Далее Давыд упрашивал царя:
Милостивый государь, пожалуй меня, богомольца своего! Вели наймита моего Мишку с женою в Доброром в Приказной избе в кореньях и в порче роспросить, кто им те коренья давал, и научал портить меня, и попадьишку мою и детишек, чтоб мне, богомольцу твоему, от тех еретиков с семьею и с детишки в конец не погинуть и напрасною смертью не умереть1.

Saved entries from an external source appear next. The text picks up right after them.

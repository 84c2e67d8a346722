//! Rollback-scope bookkeeping.
//!
//! The coordinator remembers two snapshot ids: the one taken when the
//! current plan started (GLOBAL target) and the most recent one inside the
//! current execution window (LOCAL target). It never touches storage.

use conductor_types::{LifecycleState, RollbackScope, SnapshotId};
use tracing::debug;

#[derive(Clone, Debug, Default, PartialEq, Eq)]
pub struct SnapshotCoordinator {
    plan_start: Option<SnapshotId>,
    local: Option<SnapshotId>,
}

impl SnapshotCoordinator {
    pub fn new() -> Self {
        Self::default()
    }

    /// Note a snapshot just taken on entry to `label`.
    pub fn record(&mut self, id: SnapshotId, label: LifecycleState) {
        match label {
            LifecycleState::PlanGeneration => {
                debug!(snapshot_id = %id, "Plan-start snapshot recorded");
                self.plan_start = Some(id);
                self.local = None;
            }
            LifecycleState::StepExecution | LifecycleState::GlobalReview => {
                debug!(snapshot_id = %id, state = %label, "Local snapshot recorded");
                self.local = Some(id);
            }
            _ => {}
        }
    }

    /// A new batch is being prepared; earlier local checkpoints no longer apply.
    pub fn open_batch_window(&mut self) {
        self.local = None;
    }

    /// Exact lookup, no fallback between scopes.
    pub fn snapshot_for(&self, scope: RollbackScope) -> Option<&SnapshotId> {
        match scope {
            RollbackScope::Local => self.local.as_ref(),
            RollbackScope::Global => self.plan_start.as_ref(),
        }
    }

    /// Bookkeeping after a successful restore in `scope`.
    pub fn after_restore(&mut self, scope: RollbackScope) {
        if scope == RollbackScope::Global {
            self.local = None;
        }
    }

    pub fn plan_start(&self) -> Option<&SnapshotId> {
        self.plan_start.as_ref()
    }

    pub fn local(&self) -> Option<&SnapshotId> {
        self.local.as_ref()
    }
}
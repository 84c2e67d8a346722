//! One handler per lifecycle state.
//!
//! A handler runs the state's collaborator, applies its result to the
//! execution context and returns the guard's proposal. Routing and the
//! state swap happen afterwards in `Engine::transition`.

use crate::engine::{Engine, Proposal};
use conductor_scheduler::BatchRequest;
use conductor_trace::TraceEventType;
use conductor_types::{
    codes, AgentOutput, AgentRole, ExecutionPlan, GlobalState, LifecycleState, RollbackScope,
    StructuredError, SuggestedAction,
};
use serde_json::json;
use tracing::{debug, info, warn};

Если можно говорить о типичных делах о колдовстве, перед нами одно из них. Дело разворачивалось в соответствии со всеми неписаными правилами российской «охоты на ведьм». [104] Демографический профиль подозреваемых, отношения между обвинителем и обвиняемыми, бытовые приемы, простонародная фармакопея, непосредственные цели предполагаемых магических действий – все соответствует общим закономерностям, свойственным процессам того периода. Этапы судебного разбирательства также соответствовали московским нормам. Но для целей этой главы особенно важно то, что отсутствует в записях: вопросы, не заданные во время процесса, те самые, которые никто – от царя в Москве до обвиняемого в пыточной камере – не считал уместным озвучивать. Речь идет о поразительном отсутствии Сатаны, главного источника зла – особенно если держать в уме европейские примеры.
Роберт Матизен в своей статье «Магия в Slavia Orthodoxia» подчеркивает крайнюю важность этого отсутствия:
В Западной Европе на заре Средневековья возобладала теория о том, что любая магия подразумевает договор с демоническими силами или служение им, а следовательно, может рассматриваться как этический и моральный эквивалент измены Господу. <…> Необходимо со всей ясностью подчеркнуть, что эта теория не универсальна даже внутри христианства. Ее господство – результат конкретного стечения обстоятельств в христианских странах Западной Европы [Mathiesen 1995].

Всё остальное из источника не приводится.